╔══
//! Indexing orchestration.
//!
//! Every file yields two documents: its path string as text, and its content.
//! A file's words are first counted in a scratch map of their own. Only once
//! its content has been read to the end are its previous matches invalidated
//! and the scratch counts folded into the run's [`Accumulator`], which
//! [`Indexer::commit`] writes in a single transaction. A file that fails
//! halfway leaves the run and the store as they were.

use crate::error::{Error, Result};
use crate::index::accumulator::{Accumulator, MapAccumulator};
use crate::index::types::{AccumulatorKind, DocId, FlushStats, IndexConfig, IndexStats};
use crate::store::{path_segments, Store};
use crate::utils::classify::ContentClassifier;
use crate::utils::progress::Spinner;
use crate::utils::tokenizer::{tokenize_str, Tokens};
use ignore::WalkBuilder;
use rustc_hash::FxHashSet;
use std::fs::File;
use std::io::Read;
use std::path::{Path, PathBuf};
use tracing::{debug, info, warn};

/// Drives files through the tokenizer and accumulator for one run.
pub struct Indexer<'a> {
    store: &'a mut Store,
    accumulator: Accumulator,
    classifier: Box<dyn ContentClassifier>,
    config: IndexConfig,
    stats: IndexStats,
    /// Files already indexed since the last commit
    seen: FxHashSet<PathBuf>,
    warned_full: bool,
    silent: bool,
}

impl<'a> Indexer<'a> {
    /// Fails with `InvalidArgument` when `config` cannot be honoured.
    pub fn new(store: &'a mut Store, config: IndexConfig) -> Result<Self> {
        if config.block_size == 0 {
            return Err(Error::InvalidArgument("block size must be positive".into()));
        }
        Ok(Self {
            store,
            accumulator: Accumulator::from_config(&config)?,
            classifier: config.classifier.build(),
            config,
            stats: IndexStats::default(),
            seen: FxHashSet::default(),
            warned_full: false,
            silent: true,
        })
    }

    pub fn with_classifier(mut self, classifier: Box<dyn ContentClassifier>) -> Self {
        self.classifier = classifier;
        self
    }

    /// Show a spinner while walking directories.
    pub fn with_progress(mut self, enabled: bool) -> Self {
        self.silent = !enabled;
        self
    }

    pub fn stats(&self) -> IndexStats {
        self.stats
    }

    pub fn accumulator_kind(&self) -> AccumulatorKind {
        self.accumulator.kind()
    }

    /// Distinct (word, document) entries waiting for the next commit.
    pub fn pending(&self) -> usize {
        self.accumulator.len()
    }

    /// Index a file, or every file below a directory.
    pub fn index_path(&mut self, path: &Path) -> Result<()> {
        let resolved = path.canonicalize().map_err(|e| {
            Error::InvalidArgument(format!("cannot resolve {}: {e}", path.display()))
        })?;

        if resolved.is_dir() {
            self.index_directory(&resolved)
        } else if resolved.is_file() {
            self.index_file(&resolved)
        } else {
            Err(Error::InvalidArgument(format!(
                "not a regular file or directory: {}",
                resolved.display()
            )))
        }
    }

    fn index_directory(&mut self, root: &Path) -> Result<()> {
        let spinner = Spinner::start(!self.silent, format!("Indexing {}", root.display()));

        let walker = WalkBuilder::new(root)
            .hidden(!self.config.hidden)
            .follow_links(self.config.follow_links)
            .sort_by_file_name(|a, b| a.cmp(b))
            .filter_entry(|entry| {
                !matches!(
                    entry.file_name().to_str(),
                    Some(".git" | ".hg" | ".svn")
                )
            })
            .build();

        for entry in walker {
            let entry = match entry {
                Ok(entry) => entry,
                Err(err) => {
                    warn!(error = %err, "skipping unreadable entry");
                    continue;
                }
            };
            if !entry.file_type().is_some_and(|t| t.is_file()) {
                continue;
            }
            let path = entry.path();
            if !self.config.accepts_extension(path) {
                continue;
            }

            match self.index_file(path) {
                Ok(()) => {}
                // Unreadable or unrepresentable files do not abort a directory run
                Err(err @ (Error::Io { .. } | Error::InvalidArgument(_))) => {
                    warn!(error = %err, "failed to index file");
                    self.stats.files_failed += 1;
                }
                Err(err) => return Err(err),
            }

            spinner.update(|| format!("Indexed {} files", self.stats.files_indexed));
        }

        spinner.finish(|| {
            format!(
                "Indexed {} files ({} binary, {} failed)",
                self.stats.files_indexed, self.stats.binary_skipped, self.stats.files_failed
            )
        });
        Ok(())
    }

    /// Index one already resolved file path.
    pub fn index_file(&mut self, path: &Path) -> Result<()> {
        if !self.seen.insert(path.to_path_buf()) {
            debug!(path = %path.display(), "already indexed in this run");
            return Ok(());
        }

        if self.classifier.is_binary(path)? {
            self.index_document(path, None::<File>)?;
            debug!(path = %path.display(), "binary content skipped");
            self.stats.binary_skipped += 1;
        } else {
            let file = File::open(path).map_err(|e| Error::io(path, e))?;
            self.index_document(path, Some(file))?;
        }
        self.stats.files_indexed += 1;
        Ok(())
    }

    /// Index `content` as the file at `path`, without classifying it.
    ///
    /// Nothing is recorded or invalidated unless `content` reads to the end.
    pub fn index_content<R: Read>(&mut self, path: &Path, content: R) -> Result<()> {
        self.index_document(path, Some(content))?;
        self.stats.files_indexed += 1;
        Ok(())
    }

    fn index_document<R: Read>(&mut self, path: &Path, content: Option<R>) -> Result<()> {
        // Non-UTF-8 names are refused before anything is touched
        let segments = path_segments(path)?;

        let mut path_words = MapAccumulator::new();
        for token in tokenize_str(&path.to_string_lossy()) {
            path_words.record(&token, 0);
        }
        let mut content_words = MapAccumulator::new();
        if let Some(reader) = content {
            for token in Tokens::new(reader, self.config.block_size) {
                let token = token.map_err(|e| Error::io(path, e))?;
                content_words.record(&token, 0);
            }
        }

        let node = self.store.get_or_create_path_id(&segments)?;
        let path_doc = self.store.get_or_create_path_document(node)?;
        let file_doc = self.store.get_or_create_file_document(node)?;
        self.store.invalidate(path_doc)?;
        self.store.invalidate(file_doc)?;

        self.merge(path_words, path_doc)?;
        self.merge(content_words, file_doc)?;
        debug!(path = %path.display(), path_doc, file_doc, "indexed");
        Ok(())
    }

    /// Fold one document's scratch counts into the run accumulator.
    fn merge(&mut self, mut staged: MapAccumulator, doc_id: DocId) -> Result<()> {
        for mut stat in staged.drain() {
            stat.doc_id = doc_id;
            match self.accumulator.absorb(&stat) {
                Ok(()) => self.stats.tokens += stat.count,
                Err(Error::CapacityExceeded { capacity }) if self.config.fallback_on_full => {
                    warn!(capacity, "word table full, switching to the unbounded map");
                    self.accumulator.promote();
                    self.accumulator.absorb(&stat)?;
                    self.stats.tokens += stat.count;
                }
                Err(Error::CapacityExceeded { capacity }) => {
                    self.stats.tokens_dropped += stat.count;
                    if !self.warned_full {
                        let accounted = match &self.accumulator {
                            Accumulator::Table(table) => table.accounted(),
                            Accumulator::Map(_) => self.stats.tokens,
                        };
                        warn!(capacity, accounted, "word table full, new words are dropped");
                        self.warned_full = true;
                    }
                }
                Err(err) => return Err(err),
            }
        }
        Ok(())
    }

    /// Write everything accumulated so far in one transaction.
    pub fn commit(&mut self) -> Result<FlushStats> {
        let flushed = self.store.flush(&mut self.accumulator)?;
        self.seen.clear();
        info!(
            matches = flushed.matches_written,
            words = flushed.words_created,
            "index committed"
        );
        Ok(flushed)
    }
}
╚══
Goal of the exercise | Transcribe all of the material exactly as it was written.

Reply to the exercise |
//! Indexing orchestration.
//!
//! Every file yields two documents: its path string as text, and its content.
//! A file's words are first counted in a scratch map of their own. Only once
//! its content has been read to the end are its previous matches invalidated
//! and the scratch counts folded into the run's [`Accumulator`], which
//! [`Indexer::commit`] writes in a single transaction. A file that fails
//! halfway leaves the run and the store as they were.

use crate::error::{Error, Result};
use crate::index::accumulator::{Accumulator, MapAccumulator};
use crate::index::types::{AccumulatorKind, DocId, FlushStats, IndexConfig, IndexStats};
use crate::store::{path_segments, Store};
use crate::utils::classify::ContentClassifier;
use crate::utils::progress::Spinner;
use crate::utils::tokenizer::{tokenize_str, Tokens};
use ignore::WalkBuilder;
use rustc_hash::FxHashSet;
use std::fs::File;
use std::io::Read;
use std::path::{Path, PathBuf};
use tracing::{debug, info, warn};

/// Drives files through the tokenizer and accumulator for one run.
pub struct Indexer<'a> {
    store: &'a mut Store,
    accumulator: Accumulator,
    classifier: Box<dyn ContentClassifier>,
    config: IndexConfig,
    stats: IndexStats,
    /// Files already indexed since the last commit
    seen: FxHashSet<PathBuf>,
    warned_full: bool,
    silent: bool,
}

impl<'a> Indexer<'a> {
    /// Fails with `InvalidArgument` when `config` cannot be honoured.
    pub fn new(store: &'a mut Store, config: IndexConfig) -> Result<Self> {
        if config.block_size == 0 {
            return Err(Error::InvalidArgument("block size must be positive".into()));
        }
        Ok(Self {
            store,
            accumulator: Accumulator::from_config(&config)?,
            classifier: config.classifier.build(),
            config,
            stats: IndexStats::default(),
            seen: FxHashSet::default(),
            warned_full: false,
            silent: true,
        })
    }

    pub fn with_classifier(mut self, classifier: Box<dyn ContentClassifier>) -> Self {
        self.classifier = classifier;
        self
    }

    /// Show a spinner while walking directories.
    pub fn with_progress(mut self, enabled: bool) -> Self {
        self.silent = !enabled;
        self
    }

    pub fn stats(&self) -> IndexStats {
        self.stats
    }

    pub fn accumulator_kind(&self) -> AccumulatorKind {
        self.accumulator.kind()
    }

    /// Distinct (word, document) entries waiting for the next commit.
    pub fn pending(&self) -> usize {
        self.accumulator.len()
    }

    /// Index a file, or every file below a directory.
    pub fn index_path(&mut self, path: &Path) -> Result<()> {
        let resolved = path.canonicalize().map_err(|e| {
            Error::InvalidArgument(format!("cannot resolve {}: {e}", path.display()))
        })?;

        if resolved.is_dir() {
            self.index_directory(&resolved)
        } else if resolved.is_file() {
            self.index_file(&resolved)
        } else {
            Err(Error::InvalidArgument(format!(
                "not a regular file or directory: {}",
                resolved.display()
            )))
        }
    }

    fn index_directory(&mut self, root: &Path) -> Result<()> {
        let spinner = Spinner::start(!self.silent, format!("Indexing {}", root.display()));

        let walker = WalkBuilder::new(root)
            .hidden(!self.config.hidden)
            .follow_links(self.config.follow_links)
            .sort_by_file_name(|a, b| a.cmp(b))
            .filter_entry(|entry| {
                !matches!(
                    entry.file_name().to_str(),
                    Some(".git" | ".hg" | ".svn")
                )
            })
            .build();

        for entry in walker {
            let entry = match entry {
                Ok(entry) => entry,
                Err(err) => {
                    warn!(error = %err, "skipping unreadable entry");
                    continue;
                }
            };
            if !entry.file_type().is_some_and(|t| t.is_file()) {
                continue;
            }
            let path = entry.path();
            if !self.config.accepts_extension(path) {
                continue;
            }

            match self.index_file(path) {
                Ok(()) => {}
                // Unreadable or unrepresentable files do not abort a directory run
                Err(err @ (Error::Io { .. } | Error::InvalidArgument(_))) => {
                    warn!(error = %err, "failed to index file");
                    self.stats.files_failed += 1;
                }
                Err(err) => return Err(err),
            }

            spinner.update(|| format!("Indexed {} files", self.stats.files_indexed));
        }

        spinner.finish(|| {
            format!(
                "Indexed {} files ({} binary, {} failed)",
                self.stats.files_indexed, self.stats.binary_skipped, self.stats.files_failed
            )
        });
        Ok(())
    }

    /// Index one already resolved file path.
    pub fn index_file(&mut self, path: &Path) -> Result<()> {
        if !self.seen.insert(path.to_path_buf()) {
            debug!(path = %path.display(), "already indexed in this run");
            return Ok(());
        }

        if self.classifier.is_binary(path)? {
            self.index_document(path, None::<File>)?;
            debug!(path = %path.display(), "binary content skipped");
            self.stats.binary_skipped += 1;
        } else {
            let file = File::open(path).map_err(|e| Error::io(path, e))?;
            self.index_document(path, Some(file))?;
        }
        self.stats.files_indexed += 1;
        Ok(())
    }

    /// Index `content` as the file at `path`, without classifying it.
    ///
    /// Nothing is recorded or invalidated unless `content` reads to the end.
    pub fn index_content<R: Read>(&mut self, path: &Path, content: R) -> Result<()> {
        self.index_document(path, Some(content))?;
        self.stats.files_indexed += 1;
        Ok(())
    }

    fn index_document<R: Read>(&mut self, path: &Path, content: Option<R>) -> Result<()> {
        // Non-UTF-8 names are refused before anything is touched
        let segments = path_segments(path)?;

        let mut path_words = MapAccumulator::new();
        for token in tokenize_str(&path.to_string_lossy()) {
            path_words.record(&token, 0);
        }
        let mut content_words = MapAccumulator::new();
        if let Some(reader) = content {
            for token in Tokens::new(reader, self.config.block_size) {
                let token = token.map_err(|e| Error::io(path, e))?;
                content_words.record(&token, 0);
            }
        }

        let node = self.store.get_or_create_path_id(&segments)?;
        let path_doc = self.store.get_or_create_path_document(node)?;
        let file_doc = self.store.get_or_create_file_document(node)?;
        self.store.invalidate(path_doc)?;
        self.store.invalidate(file_doc)?;

        self.merge(path_words, path_doc)?;
        self.merge(content_words, file_doc)?;
        debug!(path = %path.display(), path_doc, file_doc, "indexed");
        Ok(())
    }

    /// Fold one document's scratch counts into the run accumulator.
    fn merge(&mut self, mut staged: MapAccumulator, doc_id: DocId) -> Result<()> {
        for mut stat in staged.drain() {
            stat.doc_id = doc_id;
            match self.accumulator.absorb(&stat) {
                Ok(()) => self.stats.tokens += stat.count,
                Err(Error::CapacityExceeded { capacity }) if self.config.fallback_on_full => {
                    warn!(capacity, "word table full, switching to the unbounded map");
                    self.accumulator.promote();
                    self.accumulator.absorb(&stat)?;
                    self.stats.tokens += stat.count;
                }
                Err(Error::CapacityExceeded { capacity }) => {
                    self.stats.tokens_dropped += stat.count;
                    if !self.warned_full {
                        let accounted = match &self.accumulator {
                            Accumulator::Table(table) => table.accounted(),
                            Accumulator::Map(_) => self.stats.tokens,
                        };
                        warn!(capacity, accounted, "word table full, new words are dropped");
                        self.warned_full = true;
                    }
                }
                Err(err) => return Err(err),
            }
        }
        Ok(())
    }

    /// Write everything accumulated so far in one transaction.
    pub fn commit(&mut self) -> Result<FlushStats> {
        let flushed = self.store.flush(&mut self.accumulator)?;
        self.seen.clear();
        info!(
            matches = flushed.matches_written,
            words = flushed.words_created,
            "index committed"
        );
        Ok(flushed)
    }
}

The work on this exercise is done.